Kadang berpura-pura bodoh untuk mengelabuhi seseorang yang sering membodohi kita, menurutku sesuatu yang sangat menyenangkan.
"Aku memang pacaran sama dia, sekitar sepuluh bulan ini dari kelas sepuluh. Aku tidak beritahu kamu, karena menurutku, aku tidak perlu mempublikasikannya," katanya terjeda. Dia mengambil napas panjang.
"Benarkah? Tapi bukannya beberapa bulan lalu kamu mempublikasikannya di akun media sosial kamu?" tanyaku mengintimidasi. Gara-gara sering dikejar-kejar anak penghuni SMA N 2 Bojong, aku jadi memiliki bakat menjadi wartawan.

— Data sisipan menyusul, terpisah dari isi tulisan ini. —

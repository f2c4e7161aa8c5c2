use std::sync::atomic::{AtomicBool, AtomicU32, Ordering};

/// Read-only view of the car for the other activities.
///
/// Every field is written by the motion controller alone, one at a time, so a
/// reader can see e.g. the new `moving` together with the old `speed`.
#[derive(Debug)]
pub struct CarTelemetry {
    moving: AtomicBool,
    going_up: AtomicBool,
    speed_bits: AtomicU32,
}

impl CarTelemetry {
    pub fn new() -> Self {
        CarTelemetry {
            moving: AtomicBool::new(false),
            going_up: AtomicBool::new(true),
            speed_bits: AtomicU32::new(0.0f32.to_bits()),
        }
    }

    pub fn publish(&self, moving: bool, going_up: bool, speed: f32) {
        self.moving.store(moving, Ordering::Relaxed);
        self.going_up.store(going_up, Ordering::Relaxed);
        self.speed_bits.store(speed.to_bits(), Ordering::Relaxed);
    }

    pub fn is_moving(&self) -> bool {
        self.moving.load(Ordering::Relaxed)
    }

    pub fn going_up(&self) -> bool {
        self.going_up.load(Ordering::Relaxed)
    }

    pub fn speed(&self) -> f32 {
        f32::from_bits(self.speed_bits.load(Ordering::Relaxed))
    }
}

impl Default for CarTelemetry {
    fn default() -> Self {
        Self::new()
    }
}

/// Whether the door is fully closed, written by the door controller.
#[derive(Debug)]
pub struct DoorTelemetry {
    closed: AtomicBool,
}

impl DoorTelemetry {
    pub fn new() -> Self {
        DoorTelemetry {
            closed: AtomicBool::new(true),
        }
    }

    pub fn set_closed(&self, closed: bool) {
        self.closed.store(closed, Ordering::Relaxed);
    }

    pub fn is_closed(&self) -> bool {
        self.closed.load(Ordering::Relaxed)
    }
}

impl Default for DoorTelemetry {
    fn default() -> Self {
        Self::new()
    }
}
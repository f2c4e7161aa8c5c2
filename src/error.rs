use shared_resources::config::ConfigError;
use thiserror::Error;

#[derive(Debug, Error)]
pub enum Error {
    #[error(transparent)]
    Config(#[from] ConfigError),

    #[error("i/o error: {0}")]
    Io(#[from] std::io::Error),
}
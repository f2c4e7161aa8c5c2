use std::fmt;

use super::call::CallDirection;

/// Why an input was turned down.
#[derive(serde::Serialize, Debug, Clone, PartialEq)]
#[serde(rename_all = "snake_case")]
pub enum Rejection {
    DoorWhileMoving,
    EmergencyClearWhileMoving,
    FloorOutOfRange,
    InvalidNumber { text: String },
    UnknownCommand { command: String },
    InputDropped,
}

impl fmt::Display for Rejection {
    fn fmt(&self, f: &mut fmt::Formatter<'_>) -> fmt::Result {
        match self {
            Rejection::DoorWhileMoving => write!(f, "Can't open door while car is moving"),
            Rejection::EmergencyClearWhileMoving => {
                write!(f, "wait until the car is stopped before clearing emergency status")
            }
            Rejection::FloorOutOfRange => write!(f, "Floor number has to be between 0 and 2"),
            Rejection::InvalidNumber { text } => write!(f, "'{}' is not a positive number", text),
            Rejection::UnknownCommand { command } => {
                write!(f, "Command not recognised: {}, type help", command)
            }
            Rejection::InputDropped => write!(f, "Input queue full, request dropped"),
        }
    }
}

/// Everything that ends up on the status line output. Kept structured until
/// it reaches the transport, which decides how to print it.
#[derive(serde::Serialize, Debug, Clone, PartialEq)]
#[serde(tag = "event", rename_all = "snake_case")]
pub enum StatusEvent {
    Position { feet: f32, speed: f32 },
    Moving { floor: &'static str },
    Stopped { floor: &'static str },
    FloorRequested { floor: Option<&'static str>, direction: Option<CallDirection> },
    DoorOpening,
    DoorClosing,
    EmergencyStop,
    MaxSpeedUpdated { speed: f32 },
    AccelerationUpdated { acceleration: f32 },
    Rejected { reason: Rejection },
    Reply { text: String },
}

impl StatusEvent {
    /// Text form of the event, cut to at most `max_len` characters.
    pub fn to_line(&self, max_len: usize) -> String {
        self.to_string().chars().take(max_len).collect()
    }

    pub fn to_json(&self) -> Result<String, serde_json::Error> {
        serde_json::to_string(self)
    }
}

impl fmt::Display for StatusEvent {
    fn fmt(&self, f: &mut fmt::Formatter<'_>) -> fmt::Result {
        match self {
            StatusEvent::Position { feet, speed } => write!(f, "{:.2} Feet :: {:.2} ft/s", feet, speed),
            StatusEvent::Moving { floor } => write!(f, "Floor {} Moving", floor),
            StatusEvent::Stopped { floor } => write!(f, "Floor {} Stopped", floor),
            StatusEvent::FloorRequested { floor: Some(floor), direction: Some(direction) } => {
                write!(f, "Floor {} {} Requested", floor, direction.as_string())
            }
            StatusEvent::FloorRequested { floor: Some(floor), direction: None } => {
                write!(f, "Floor {} Requested", floor)
            }
            StatusEvent::FloorRequested { floor: None, .. } => write!(f, "Floor Requested"),
            StatusEvent::DoorOpening => write!(f, "Door Opening"),
            StatusEvent::DoorClosing => write!(f, "Door Closing"),
            StatusEvent::EmergencyStop => write!(f, "Emergency stop activated"),
            StatusEvent::MaxSpeedUpdated { .. } => write!(f, "Maximum speed updated"),
            StatusEvent::AccelerationUpdated { .. } => write!(f, "Acceleration updated"),
            StatusEvent::Rejected { reason } => write!(f, "{}", reason),
            StatusEvent::Reply { text } => write!(f, "{}", text),
        }
    }
}

#[cfg(test)]
mod tests {
    use super::*;

    #[test]
    fn position_line_uses_two_decimals() {
        let event = StatusEvent::Position { feet: 123.456, speed: 5.0 };
        assert_eq!(event.to_line(50), "123.46 Feet :: 5.00 ft/s");
    }

    #[test]
    fn lines_are_cut_to_the_line_length() {
        let event = StatusEvent::Rejected { reason: Rejection::EmergencyClearWhileMoving };
        let line = event.to_line(20);
        assert_eq!(line.chars().count(), 20);
        assert_eq!(line, "wait until the car i");
    }

    #[test]
    fn call_acknowledgments() {
        let mid_up = StatusEvent::FloorRequested { floor: Some("P1"), direction: Some(CallDirection::Up) };
        assert_eq!(mid_up.to_string(), "Floor P1 UP Requested");
        let in_car = StatusEvent::FloorRequested { floor: None, direction: None };
        assert_eq!(in_car.to_string(), "Floor Requested");
    }

    #[test]
    fn json_is_tagged_by_event() {
        let json = StatusEvent::Stopped { floor: "GD" }.to_json().unwrap();
        assert_eq!(json, r#"{"event":"stopped","floor":"GD"}"#);
        let json = StatusEvent::Rejected { reason: Rejection::DoorWhileMoving }.to_json().unwrap();
        assert_eq!(json, r#"{"event":"rejected","reason":"door_while_moving"}"#);
    }
}
//! I/O utilities.

use std::io::Read;

/// Big-endian primitive reads over any [`std::io::Read`].
///
/// Used by [`crate::base::VInt64`] and by the FLV/MP4 demuxers, which share
/// the same big-endian-everything convention as EBML.
pub trait ReadExt: Read {
    /// Read a single byte.
    fn read_u8(&mut self) -> crate::Result<u8> {
        let mut buf = [0u8; 1];
        self.read_exact(&mut buf)?;
        Ok(buf[0])
    }

    /// Read a big-endian `u16`.
    fn read_u16(&mut self) -> crate::Result<u16> {
        let mut buf = [0u8; 2];
        self.read_exact(&mut buf)?;
        Ok(u16::from_be_bytes(buf))
    }

    /// Read a big-endian 24-bit unsigned integer, widened into a `u32`.
    fn read_u24(&mut self) -> crate::Result<u32> {
        let mut buf = [0u8; 3];
        self.read_exact(&mut buf)?;
        Ok(u32::from_be_bytes([0, buf[0], buf[1], buf[2]]))
    }

    /// Read a big-endian `u32`.
    fn read_u32(&mut self) -> crate::Result<u32> {
        let mut buf = [0u8; 4];
        self.read_exact(&mut buf)?;
        Ok(u32::from_be_bytes(buf))
    }

    /// Read a big-endian `u64`.
    fn read_u64(&mut self) -> crate::Result<u64> {
        let mut buf = [0u8; 8];
        self.read_exact(&mut buf)?;
        Ok(u64::from_be_bytes(buf))
    }
}

impl<R: Read + ?Sized> ReadExt for R {}

/// blocking I/O implementations, supporting reading and writing.
pub mod blocking_impl {
    use crate::{
        base::Header,
        element::Element,
        functional::Encode,
        master::{Cluster, Segment},
    };
    use std::io::{Read, Write};

    /// Read from a reader.
    pub trait ReadFrom: Sized {
        /// Read Self from a reader.
        fn read_from<R: Read>(r: &mut R) -> crate::Result<Self>;
    }

    /// Read an element from a reader provided the header.
    pub trait ReadElement: Sized + Element {
        /// Read an element from a reader provided the header.
        fn read_element<R: Read>(header: &Header, r: &mut R) -> crate::Result<Self> {
            let body = header.read_body(r)?;
            Self::decode_body(&mut &body[..])
        }
    }
    impl<T: Element> ReadElement for T {}

    impl Header {
        /// Read the body of the element from a reader into memory.
        pub(crate) fn read_body<R: Read>(&self, r: &mut R) -> crate::Result<Vec<u8>> {
            // Segment and Cluster can have unknown size, but we don't support that here.
            let size = if self.size.is_unknown && [Segment::ID, Cluster::ID].contains(&self.id) {
                return Err(crate::Error::ElementBodySizeUnknown(self.id));
            } else {
                *self.size
            };
            // we allocate 4096 bytes upfront and grow as needed
            let cap = size.min(4096) as usize;
            let mut buf = Vec::with_capacity(cap);
            let n = std::io::copy(&mut r.take(size), &mut buf)?;
            if size != n {
                return Err(crate::Error::OutOfBounds);
            }
            Ok(buf)
        }
    }

    /// Write to a writer.
    pub trait WriteTo {
        /// Write to a writer.
        fn write_to<W: Write>(&self, w: &mut W) -> crate::Result<()>;
    }

    impl<T: Encode> WriteTo for T {
        fn write_to<W: Write>(&self, w: &mut W) -> crate::Result<()> {
            //TODO should avoid the extra allocation here
            let mut buf = vec![];
            self.encode(&mut buf)?;
            w.write_all(&buf)?;
            Ok(())
        }
    }

    /// Write an element to a writer provided the header.
    pub trait WriteElement: Sized + Element {
        /// Write an element to a writer.
        fn write_element<W: Write>(&self, header: &Header, w: &mut W) -> crate::Result<()> {
            header.write_to(w)?;
            let mut buf = vec![];
            self.encode_body(&mut buf)?;
            w.write_all(&buf)?;
            Ok(())
        }
    }
    impl<T: Element> WriteElement for T {}
}
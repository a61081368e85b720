//! FLV container demuxer.
//!
//! Grounded on `original_source/mcde_flv.py`'s `FLVReader`/`FLVAudioData`/`FLVVideoData`/
//! `FLVScriptData`/`ASParser`.

pub mod amf;
pub mod tag;

use std::fs::File;
use std::io::{Read, Seek, SeekFrom};
use std::sync::{Arc, Mutex};

use crate::dataref::DataRef;
use tag::{AudioTag, ScriptTag, Tag, TagBody, VideoTag};

fn read_u8(file: &mut File) -> Result<u8> {
    let mut buf = [0u8; 1];
    file.read_exact(&mut buf)?;
    Ok(buf[0])
}

fn read_u24(file: &mut File) -> Result<u32> {
    let mut buf = [0u8; 3];
    file.read_exact(&mut buf)?;
    Ok(u32::from_be_bytes([0, buf[0], buf[1], buf[2]]))
}

fn read_u32(file: &mut File) -> Result<u32> {
    let mut buf = [0u8; 4];
    file.read_exact(&mut buf)?;
    Ok(u32::from_be_bytes(buf))
}

/// Errors produced while demuxing an FLV stream.
#[derive(Debug, thiserror::Error)]
pub enum Error {
    /// The file didn't start with the `FLV` signature.
    #[error("FLV header didn't start with the 'FLV' signature")]
    BadMagic,
    /// The first tag-size entry following the header was nonzero.
    #[error("FLV header followed by nonzero tag-size entry {0}")]
    NonzeroLeadingTagSize(u32),
    /// A tag header was truncated.
    #[error("truncated FLV tag header")]
    ShortTagHeader,
    /// A tag's header-derived size didn't match the trailing back-pointer.
    #[error("tag header-derived size {header_derived} != {trailing} trailing size")]
    TagSizeMismatch {
        /// Size computed from the tag header.
        header_derived: u32,
        /// Size read from the trailing back-pointer.
        trailing: u32,
    },
    /// A tag body ended before all of its fixed fields could be read.
    #[error("FLV tag body too short for its fixed fields")]
    TagBodyTooShort,
    /// An `AVCDecoderConfigurationRecord` had an unsupported config version.
    #[error("incompatible AVC config version {0}")]
    IncompatibleAvcConfigVersion(u8),
    /// An H.264 NALU length-prefix sequence was malformed.
    #[error("NAL unit init sequence mismatch")]
    NaluSequenceMismatch,
    /// An Action-Script value failed to parse.
    #[error("Action-Script parse error: {0}")]
    Amf(#[from] amf::Error),
    /// Two tags belonging to the same elementary stream disagreed about codec
    /// or format parameters (codec ID, sample rate/size, channel count).
    #[error("stream metadata inconsistency within a single FLV elementary stream")]
    StreamInconsistency,
    /// Underlying I/O error.
    #[error("I/O error: {0}")]
    Io(#[from] std::io::Error),
}

/// Result type for FLV parsing.
pub type Result<T> = std::result::Result<T, Error>;

/// The fixed FLV file header.
#[derive(Debug, Clone, Copy, PartialEq, Eq)]
pub struct FlvHeader {
    /// The FLV version byte.
    pub version: u8,
    /// Whether the file's `TypeFlags` claim a video track is present.
    pub has_video: bool,
    /// Whether the file's `TypeFlags` claim an audio track is present.
    pub has_audio: bool,
    /// Byte offset of the first tag, relative to the start of the file.
    pub data_offset: u32,
}

/// Reads FLV tags from a shared, seekable file.
pub struct FlvReader {
    file: Arc<Mutex<File>>,
}

impl FlvReader {
    /// Opens `path` for FLV demuxing.
    pub fn open(path: impl AsRef<std::path::Path>) -> Result<Self> {
        let file = File::open(path)?;
        Ok(FlvReader {
            file: Arc::new(Mutex::new(file)),
        })
    }

    /// Parses the file header and validates the leading zero tag-size entry.
    pub fn parse_header(&self) -> Result<FlvHeader> {
        let mut file = self.file.lock().expect("FLV file lock poisoned");
        file.seek(SeekFrom::Start(0))?;

        let mut sig = [0u8; 3];
        file.read_exact(&mut sig)?;
        if &sig != b"FLV" {
            return Err(Error::BadMagic);
        }
        let version = read_u8(&mut file)?;
        let flags = read_u8(&mut file)?;
        let data_offset = read_u32(&mut file)?;

        let has_video = flags & 0x01 != 0;
        let has_audio = flags & 0x02 != 0;

        file.seek(SeekFrom::Start(data_offset as u64))?;
        let mut ts0 = [0u8; 4];
        match file.read(&mut ts0)? {
            0 => {}
            4 => {
                let value = u32::from_be_bytes(ts0);
                if value != 0 {
                    return Err(Error::NonzeroLeadingTagSize(value));
                }
            }
            _ => return Err(Error::ShortTagHeader),
        }

        Ok(FlvHeader {
            version,
            has_video,
            has_audio,
            data_offset,
        })
    }

    /// Parses every tag following the header into memory.
    ///
    /// Mirrors `FLVReader.parse_tags`: each tag is read via its header-derived size,
    /// and the trailing 4-byte back-pointer is checked for consistency.
    pub fn tags(&self, header: &FlvHeader) -> Result<Vec<Tag>> {
        const TAG_HEADER_LEN: u64 = 11;

        let mut out = Vec::new();
        let mut offset = header.data_offset as u64 + 4; // past the leading zero tag-size

        loop {
            let mut file = self.file.lock().expect("FLV file lock poisoned");
            file.seek(SeekFrom::Start(offset))?;

            let mut probe = [0u8; 1];
            if file.read(&mut probe)? == 0 {
                break;
            }
            let tag_type = probe[0];

            let body_size = read_u24(&mut file)?;
            let ts_low = read_u24(&mut file)?;
            let ts_ext = read_u8(&mut file)?;
            let mut stream_id = [0u8; 3];
            file.read_exact(&mut stream_id)?;

            let timestamp = ((ts_ext as i32) << 24) | ts_low as i32;
            let tag_size = TAG_HEADER_LEN + body_size as u64;
            let body_data = DataRef::from_file(self.file.clone(), offset + TAG_HEADER_LEN, body_size as u64);

            drop(file);
            let body = match tag_type {
                8 => TagBody::Audio(AudioTag::parse(body_data, body_size)?),
                9 => TagBody::Video(VideoTag::parse(body_data, body_size)?),
                18 => TagBody::Script(ScriptTag { data: body_data }),
                other => TagBody::Other {
                    tag_type: other,
                    data: body_data,
                },
            };

            let mut file = self.file.lock().expect("FLV file lock poisoned");
            file.seek(SeekFrom::Start(offset + tag_size))?;
            let trailing = read_u32(&mut file)?;
            if trailing as u64 != tag_size {
                return Err(Error::TagSizeMismatch {
                    header_derived: tag_size as u32,
                    trailing,
                });
            }

            out.push(Tag { timestamp, body });
            offset += tag_size + 4;
        }

        Ok(out)
    }
}
/// `mvhd`: movie-wide timescale and duration.
#[derive(Debug, Clone, Copy)]
pub struct MvhdBox {
    /// Units per second that `duration` (and all track/media durations) are expressed in.
    pub time_scale: u32,
    /// Movie duration in `time_scale` units.
    pub duration: u64,
}

impl MvhdBox {
    fn parse(body: &[u8]) -> Result<Self> {
        let version = *body.first().ok_or(Error::Truncated)?;
        let rest = body_after_fullbox(body)?;
        match version {
            0 => {
                if rest.len() < 16 {
                    return Err(Error::Truncated);
                }
                Ok(MvhdBox {
                    time_scale: u32::from_be_bytes(rest[8..12].try_into().unwrap()),
                    duration: u32::from_be_bytes(rest[12..16].try_into().unwrap()) as u64,
                })
            }
            1 => {
                if rest.len() < 28 {
                    return Err(Error::Truncated);
                }
                Ok(MvhdBox {
                    time_scale: u32::from_be_bytes(rest[16..20].try_into().unwrap()),
                    duration: u64::from_be_bytes(rest[20..28].try_into().unwrap()),
                })
            }
            other => Err(Error::UnsupportedVersion(other)),
        }
    }

    /// Duration in seconds.
    pub fn duration_secs(&self) -> f64 {
        self.duration as f64 / self.time_scale as f64
    }
}

/// `tkhd`: only the track ID is needed downstream.
#[derive(Debug, Clone, Copy)]
pub struct TkhdBox {
    /// The track's persistent ID, referenced by `tref`/`edts` (neither parsed here).
    pub track_id: u32,
}

impl TkhdBox {
    fn parse(body: &[u8]) -> Result<Self> {
        let version = *body.first().ok_or(Error::Truncated)?;
        let rest = body_after_fullbox(body)?;
        let track_id = match version {
            0 => {
                if rest.len() < 12 {
                    return Err(Error::Truncated);
                }
                u32::from_be_bytes(rest[8..12].try_into().unwrap())
            }
            1 => {
                if rest.len() < 20 {
                    return Err(Error::Truncated);
                }
                u32::from_be_bytes(rest[16..20].try_into().unwrap())
            }
            other => return Err(Error::UnsupportedVersion(other)),
        };
        Ok(TkhdBox { track_id })
    }
}

/// `mdhd`: per-track timescale and duration.
#[derive(Debug, Clone, Copy)]
pub struct MdhdBox {
    /// Units per second that this track's sample deltas are expressed in.
    pub time_scale: u32,
    /// Track duration in `time_scale` units.
    pub duration: u64,
}
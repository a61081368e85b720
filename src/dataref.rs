//! Polymorphic byte-range handles used throughout the demuxers.
//!
//! Grounded on `mcio_base.py`'s `DataRefFile`/`DataRefBytes`: a demuxed sample
//! is described by where its bytes live rather than by copying them up front.
//! `Borrowed` is the one addition beyond the original — Python's reference
//! counted `bytes` already gives zero-copy sub-slices for free, so this crate
//! needs an explicit variant to get the same effect over a shared buffer.

use std::fmt;
use std::fs::File;
use std::io::{Read, Seek, SeekFrom};
use std::ops::Range;
use std::sync::{Arc, Mutex};

/// A reference to a contiguous run of bytes, without committing to where
/// those bytes are actually stored.
#[derive(Clone)]
pub enum DataRef {
    /// Bytes living at `offset..offset+size` in a (possibly shared) file.
    File {
        /// The backing file, shared so multiple `DataRef`s can read from it.
        file: Arc<Mutex<File>>,
        /// Byte offset of the run's start.
        offset: u64,
        /// Length of the run in bytes.
        size: u64,
    },
    /// Bytes owned outright by this `DataRef`.
    Owned(Arc<[u8]>),
    /// A zero-copy view into a shared buffer owned elsewhere.
    Borrowed(Arc<[u8]>, Range<usize>),
}

impl DataRef {
    /// Build a `DataRef` over a region of a file.
    pub fn from_file(file: Arc<Mutex<File>>, offset: u64, size: u64) -> Self {
        DataRef::File { file, offset, size }
    }

    /// Build a `DataRef` that owns its bytes.
    pub fn from_owned(data: impl Into<Arc<[u8]>>) -> Self {
        DataRef::Owned(data.into())
    }

    /// Build a zero-copy `DataRef` viewing a sub-range of a shared buffer.
    pub fn from_borrowed(data: Arc<[u8]>, range: Range<usize>) -> crate::Result<Self> {
        if range.end > data.len() {
            return Err(crate::Error::OutOfBounds);
        }
        Ok(DataRef::Borrowed(data, range))
    }

    /// The number of bytes this reference spans.
    pub fn size(&self) -> u64 {
        match self {
            DataRef::File { size, .. } => *size,
            DataRef::Owned(data) => data.len() as u64,
            DataRef::Borrowed(_, range) => (range.end - range.start) as u64,
        }
    }

    /// Materialise the referenced bytes, reading from the file if necessary.
    pub fn get_data(&self) -> std::io::Result<Vec<u8>> {
        match self {
            DataRef::File { file, offset, size } => {
                let mut file = file.lock().expect("DataRef file lock poisoned");
                file.seek(SeekFrom::Start(*offset))?;
                let mut buf = vec![0u8; *size as usize];
                file.read_exact(&mut buf)?;
                Ok(buf)
            }
            DataRef::Owned(data) => Ok(data.to_vec()),
            DataRef::Borrowed(data, range) => Ok(data[range.clone()].to_vec()),
        }
    }
}

impl fmt::Debug for DataRef {
    fn fmt(&self, f: &mut fmt::Formatter<'_>) -> fmt::Result {
        match self {
            DataRef::File { offset, size, .. } => {
                f.debug_struct("DataRef::File").field("offset", offset).field("size", size).finish()
            }
            DataRef::Owned(data) => f.debug_tuple("DataRef::Owned").field(&data.len()).finish(),
            DataRef::Borrowed(_, range) => f.debug_tuple("DataRef::Borrowed").field(range).finish(),
        }
    }
}

#[cfg(test)]
mod tests {
    use super::*;

    #[test]
    fn owned_roundtrip() {
        let dref = DataRef::from_owned(vec![1u8, 2, 3]);
        assert_eq!(dref.size(), 3);
        assert_eq!(dref.get_data().unwrap(), vec![1, 2, 3]);
    }

    #[test]
    fn borrowed_is_a_view_not_a_copy() {
        let backing: Arc<[u8]> = Arc::from(vec![0u8, 1, 2, 3, 4, 5]);
        let dref = DataRef::from_borrowed(backing.clone(), 2..5).unwrap();
        assert_eq!(dref.size(), 3);
        assert_eq!(dref.get_data().unwrap(), vec![2, 3, 4]);
    }

    #[test]
    fn borrowed_out_of_range_errors() {
        let backing: Arc<[u8]> = Arc::from(vec![0u8; 4]);
        assert!(DataRef::from_borrowed(backing, 0..10).is_err());
    }

    #[test]
    fn file_backed_reads_the_right_slice() {
        let mut tmp = tempfile_like_buffer();
        use std::io::Write;
        tmp.write_all(b"hello world").unwrap();
        let file = Arc::new(Mutex::new(tmp));
        let dref = DataRef::from_file(file, 6, 5);
        assert_eq!(dref.get_data().unwrap(), b"world");
    }

    fn tempfile_like_buffer() -> File {
        let path = std::env::temp_dir().join(format!("mkremux-dataref-test-{:?}", std::thread::current().id()));
        File::options()
            .read(true)
            .write(true)
            .create(true)
            .truncate(true)
            .open(path)
            .unwrap()
    }
}
impl Element for BlockGroup {
    const ID: VInt64 = VInt64::from_encoded(0xA0);
    nested! {
      required: [ Block, ReferencePriority ],
      optional: [ BlockAdditions, BlockDuration, CodecState, DiscardPadding ],
      multiple: [ ReferenceBlock ],
    }
}
/// Contain additional binary data to complete the main one; see Codec BlockAdditions section of [Matroska codec RFC](https://www.matroska.org/technical/codec_specs.html) for more information. An EBML parser that has no knowledge of the Block structure could still see and use/skip these data.
#[derive(Debug, Clone, PartialEq, Eq, Default)]
pub struct BlockAdditions {
    /// Optional CRC-32 element for integrity checking.
    pub crc32: Option<Crc32>,
    /// void element, useful for reserving space during writing.
    pub void: Option<Void>,

    /// Contain the BlockAdditional and some parameters.
    pub block_more: Vec<BlockMore>,
    /// Elements not recognised while decoding, preserved verbatim.
    pub unknown: Vec<UnknownElement>,
}

impl Element for BlockAdditions {
    const ID: VInt64 = VInt64::from_encoded(0x75A1);
    nested! {
      required: [ ],
      optional: [ ],
      multiple: [ BlockMore ],
    }
}

/// Contain the BlockAdditional and some parameters.
#[derive(Debug, Clone, PartialEq, Eq, Default)]
pub struct BlockMore {
    /// Optional CRC-32 element for integrity checking.
    pub crc32: Option<Crc32>,
    /// void element, useful for reserving space during writing.
    pub void: Option<Void>,

    /// Interpreted by the codec as it wishes (using the BlockAddID).
    pub block_additional: BlockAdditional,
    /// An ID to identify how to interpret the BlockAdditional data; see Codec BlockAdditions section of [Matroska codec RFC](https://www.matroska.org/technical/codec_specs.html) for more information.
    pub block_add_id: BlockAddId,
    /// Elements not recognised while decoding, preserved verbatim.
    pub unknown: Vec<UnknownElement>,
}

impl Element for BlockMore {
    const ID: VInt64 = VInt64::from_encoded(0xA6);
    nested! {
      required: [ BlockAdditional, BlockAddId ],
      optional: [ ],
      multiple: [ ],
    }
}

Nala menjelaskan semuanya dari awal dia kenal, lalu dekat, dan pacaran. "Sebenarnya awalnya aku tidak menyukainya. Aku masih mencintai Dwandra, sampai saat ini juga. Tapi pelan-pelan aku juga mencintai Fatir, pacar aku itu." Aku mengerutkan dahi. Bagaimana mungkin seseorang bisa mencintai dua orang sekaligus?
Kalau jadinya seperti ini, Saqina tidak ada bedanya dengan Nala. Mereka sama-sama haus validasi ingin dicintai.
"Aku sering cerita tentang Dwandra padanya, dia ini, dia itu, lalu dia cemburu," kata Nala membuatku merasa Nala telah kehilangan akal sehatnya. "Dia selalu cemburu kalau aku membicarakan Dwandra di depannya. Dia itu posesif sekali. Aku tidak bisa leluasa, ini dan itu," jelasnya. Aku mengangguk paham. Lagi pula siapa yang tidak cemburu, ketika orang yang dicintainya malah membicarakan orang lain. Ini sih tidak lebih buruk dari bunuh diri.
Boleh aku mengatakan, Nala memang sangat bodoh. Tidak di akademi, tidak kehidupan nyata, tidak ada bedanya.
"Lalu kamu turuti apa saja yang dia larang atau diinginkannya?" Nala mengangguk. Jebakan mulai terpasang dengan sempurna. Dan aku menambahkan sedikit pertanyaan. Entah dia menjawabnya atau tidak. "Dia minta apa saja selama kalian pacaran?"
"Dia minta foto aku, tapi aku tidak memberikannya," kata Nala semakin menunduk. Aku masih berpikir foto itu pasti pakai hijab dan mengenakan pakaian yang menutup aurat. Aku sama sekali tidak berspekulasi negatif.
"Kenapa?"
"Ya karena aku tidak mau saja. Aku benar-benar tidak suka selalu diancam. Katanya kalau aku tidak mengirimkan foto lagi, dia akan menyebarkannya di semua platform media sosial."
"Apa kamu takut dengan ancamannya itu?" Nala mengangguk saat aku bertanya itu. Aku heran, kenapa dia bisa ketakutan seperti itu. Oh, mungkin saja Nala takut jika fotonya malah diedit yang tidak-tidak lalu disebarkan di media sosial manapun. Itu juga sangat bahaya.